1600AD Medieval Ming Dynasty China Handcrafted Blue + White Ming Ceramic Bowl

1600AD Medieval Ming Dynasty China Handcrafted Blue + White Ming Ceramic Bowl

1600AD Medieval Ming Dynasty China Handcrafted Blue + White Ming Ceramic Bowl
Well Preserved, Cute Genuine 16th or 17th Century Ming Dynasty Blue and White Glazed Ceramic Bowl. Perfect for Use as a Candy or Potpourri Dish, or Simply for Display.

CLASSIFICATION : (Heavy) Blue and White Glazed Ceramic Bowl. ATTRIBUTION : Ancient China, Ming Dynasty, 16th or 17th Century.

Diameter: 119 millimeters (4 2/3 inches) at top rim; 57 millimeters (2 3/8 inches) at base. Height: 51 millimeters (2+ inches). CONDITION : Very good and well preserved. A little wear consistent with any household item which is close to five centuries in age.

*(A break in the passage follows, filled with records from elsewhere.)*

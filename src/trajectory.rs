// src/trajectory.rs

use crate::types::Point;
use std::collections::{HashMap, HashSet, VecDeque};
use tracing::debug;

/// Fraction of a second of history required before a track is estimated
const WARMUP_SECONDS: f64 = 0.25;

/// Per-track sliding window of recent anchor points (~1 s of history).
///
/// The store never drops a track on its own; callers decide which
/// track-ids are still alive (`remove` / `retain_live`).
pub struct TrajectoryStore {
    windows: HashMap<u32, VecDeque<Point>>,
    capacity: usize,
}

impl TrajectoryStore {
    /// Window capacity is the frame rate rounded to whole samples.
    pub fn new(fps: f64) -> Self {
        let capacity = if fps.is_finite() && fps > 0.0 {
            fps.round() as usize
        } else {
            1
        };
        Self::with_capacity(capacity)
    }

    pub fn with_capacity(capacity: usize) -> Self {
        Self {
            windows: HashMap::new(),
            capacity: capacity.max(1),
        }
    }

    /// Append a point, evicting the oldest once the window is full
    pub fn record(&mut self, track_id: u32, point: Point) {
        let capacity = self.capacity;
        let window = self.windows.entry(track_id).or_insert_with(|| {
            debug!("New trajectory for track #{}", track_id);
            VecDeque::with_capacity(capacity)
        });
        window.push_back(point);
        if window.len() > capacity {
            window.pop_front();
        }
    }

    /// Oldest-first copy of the window (empty for unseen tracks)
    pub fn window_for(&self, track_id: u32) -> Vec<Point> {
        self.windows
            .get(&track_id)
            .map(|w| w.iter().copied().collect())
            .unwrap_or_default()
    }

    pub fn len_for(&self, track_id: u32) -> usize {
        self.windows.get(&track_id).map(VecDeque::len).unwrap_or(0)
    }

    /// True once the window holds at least `fps / 4` points
    pub fn ready(&self, track_id: u32, fps: f64) -> bool {
        let len = self.len_for(track_id);
        len > 0 && len as f64 >= fps * WARMUP_SECONDS
    }

    pub fn remove(&mut self, track_id: u32) -> bool {
        self.windows.remove(&track_id).is_some()
    }

    /// Drop every track not in `live`; returns how many were dropped
    pub fn retain_live(&mut self, live: &HashSet<u32>) -> usize {
        let before = self.windows.len();
        self.windows.retain(|id, _| live.contains(id));
        before - self.windows.len()
    }

    pub fn capacity(&self) -> usize {
        self.capacity
    }

    pub fn track_count(&self) -> usize {
        self.windows.len()
    }
}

The customary blemishes inherent in hand production of porcelain warts and dimples, zits and pits. Not flawless, but certainly in a very good state of preservation. DETAIL : A well preserved traditional blue and white glazed ceramic bowl so wonderfully characteristic of Ming Dynasty artwork. This would make a wonderful candy or potpourri dish.

It is also a very heavy bowl, much thicker than some of the thinner fineware of the era. The glaze is mostly intact, albeit with very minor degradation, cobalt blue and a grayish-white, the condition of the bowl is very nice. There are of course a few minor scuffs, marks, dings, etc. Testament to five centuries of age, all not prominent or obvious. Realistically one would expect some blemishes of a bowl five several centuries old (you and I should look so good five hundred years after being "born"), so there are no surprises here except that there are so few blemishes.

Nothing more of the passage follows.